Acid erosion is a superficial loss of enamel caused by chemical processes that do not involve bacteria. Intrinsic and extrinsic factors, such as the presence of acid substances in the oral cavity, may cause a pH reduction, thus potentially increasing acid erosion. The aim of this study was to evaluate the microhardness of bleached and unbleached bovine enamel after immersion in a soda beverage, artificial powder juice and hydrochloric acid. The results obtained for the variables of exposure time, acid solution and substrate condition (bleached or unbleached enamel) were statistically analyzed by the ANOVA and Tukey tests. It was concluded that a decrease in microhardness renders dental structures more susceptible to erosion and mineral loss, and that teeth left unbleached show higher values of microhardness compared to bleached teeth.

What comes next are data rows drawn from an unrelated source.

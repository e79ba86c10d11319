mod common;

use brokerd::driver;
use common::*;

#[test]
fn disconnect_releases_names_and_announces_it() {
    let (mut bus, _, _) = new_bus();
    let (observer, observer_q) = add_peer(&mut bus, 16);
    register(&mut bus, observer, &observer_q);
    dispatch_ok(&mut bus, observer, driver_call(None, "AddMatch", 2, &("type='signal'",)));
    observer_q.drain();

    let (a, a_q) = add_peer(&mut bus, 16);
    register(&mut bus, a, &a_q);
    dispatch_ok(&mut bus, a, driver_call(None, "RequestName", 2, &("com.example.S", 0u32)));
    observer_q.drain();

    bus.remove_peer(a).unwrap();
    let address = format!(":1.{a}");

    // First the name is released, then the peer itself disappears.
    let changed = expect_signal(&observer_q, "NameOwnerChanged");
    let (name, old, new): (String, String, String) = changed.body().unwrap();
    assert_eq!((name.as_str(), old.as_str(), new.as_str()), ("com.example.S", address.as_str(), ""));

    let changed = expect_signal(&observer_q, "NameOwnerChanged");
    let (name, old, new): (String, String, String) = changed.body().unwrap();
    assert_eq!(
        (name.as_str(), old.as_str(), new.as_str()),
        (address.as_str(), address.as_str(), "")
    );

    assert_eq!(bus.names().lookup("com.example.S"), None);
    assert!(bus.peers().get(a).is_none());
}

#[test]
fn disconnect_fails_outstanding_replies() {
    let (mut bus, _, _) = new_bus();
    let (a, a_q) = add_peer(&mut bus, 16);
    let (b, b_q) = add_peer(&mut bus, 16);
    register(&mut bus, a, &a_q);
    register(&mut bus, b, &b_q);

    dispatch_ok(
        &mut bus,
        a,
        method_call(
            Some(format!(":1.{b}").as_str()),
            "/",
            Some("com.example.Iface"),
            "Frob",
            5,
            &(),
        ),
    );
    assert_eq!(b_q.len(), 1);

    bus.remove_peer(b).unwrap();

    let text = expect_error(&a_q, "org.freedesktop.DBus.Error.NoReply");
    assert_eq!(text, "Remote peer disconnected");
}

#[test]
fn goodbye_is_idempotent() {
    let (mut bus, _, _) = new_bus();
    let (a, a_q) = add_peer(&mut bus, 16);
    register(&mut bus, a, &a_q);
    dispatch_ok(&mut bus, a, driver_call(None, "RequestName", 2, &("com.example.S", 0u32)));
    a_q.drain();

    driver::goodbye(&mut bus, a, false).unwrap();
    driver::goodbye(&mut bus, a, false).unwrap();
    bus.remove_peer(a).unwrap();
    bus.remove_peer(a).unwrap();
}

#[test]
fn unregistered_peers_vanish_quietly() {
    let (mut bus, _, _) = new_bus();
    let (observer, observer_q) = add_peer(&mut bus, 16);
    register(&mut bus, observer, &observer_q);
    dispatch_ok(&mut bus, observer, driver_call(None, "AddMatch", 2, &("type='signal'",)));
    observer_q.drain();

    // Never said Hello, nobody gets to know it was there.
    let (a, _a_q) = add_peer(&mut bus, 16);
    bus.remove_peer(a).unwrap();
    assert!(observer_q.pop().is_none());
}

#[test]
fn lists_shrink_after_disconnect() {
    let (mut bus, _, _) = new_bus();
    let (a, a_q) = add_peer(&mut bus, 16);
    let (b, b_q) = add_peer(&mut bus, 16);
    register(&mut bus, a, &a_q);
    register(&mut bus, b, &b_q);
    dispatch_ok(&mut bus, b, driver_call(None, "RequestName", 2, &("com.example.S", 0u32)));
    b_q.drain();

    bus.remove_peer(b).unwrap();

    dispatch_ok(&mut bus, a, driver_call(None, "ListNames", 3, &()));
    let names: Vec<String> = expect_reply(&a_q).body().unwrap();
    assert!(!names.contains(&format!(":1.{b}")));
    assert!(!names.contains(&"com.example.S".to_string()));

    dispatch_ok(&mut bus, a, driver_call(None, "NameHasOwner", 4, &(format!(":1.{b}").as_str(),)));
    let has: bool = expect_reply(&a_q).body().unwrap();
    assert!(!has);
}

Dental Enamel; Tooth Erosion; Tooth Bleaching


In vitro evaluation of the microhardness of bovine enamel exposed to acid solutions after bleaching

Caio Gorgulho ZanetI; Marcelo FavaII; Levy Anderson César AlvesII

IDepartment of Prosthodontics and Integrated Clinics, College of Dentistry, Ibirapuera University - UNIB, São Paulo, SP, Brazil

IIDepartment of Orthodontics and Pediatric Dentistry, School of Dentistry of São José dos Campos, State University of São Paulo (UNESP), São José dos Campos, SP, Brazil

Corresponding author Corresponding Author: Levy Anderson César Alves Email:


Acid erosion is a superficial loss of enamel caused by chemical processes that do not involve bacteria. Intrinsic and extrinsic factors, such as the presence of acid substances in the oral cavity, may cause a pH reduction, thus potentially increasing acid erosion. The aim of this study was to evaluate the microhardness of bleached and unbleached bovine enamel after immersion in a soda beverage, artificial powder juice and hydrochloric acid. The results obtained for the variables of exposure time, acid solution and substrate condition (bleached or unbleached enamel) were statistically analyzed by the ANOVA and Tukey tests. It was concluded that a decrease in microhardness renders dental structures more susceptible to erosion and mineral loss, and that teeth left unbleached show higher values of microhardness compared to bleached teeth.

Descriptors: Dental Enamel; Tooth Erosion; Tooth Bleaching.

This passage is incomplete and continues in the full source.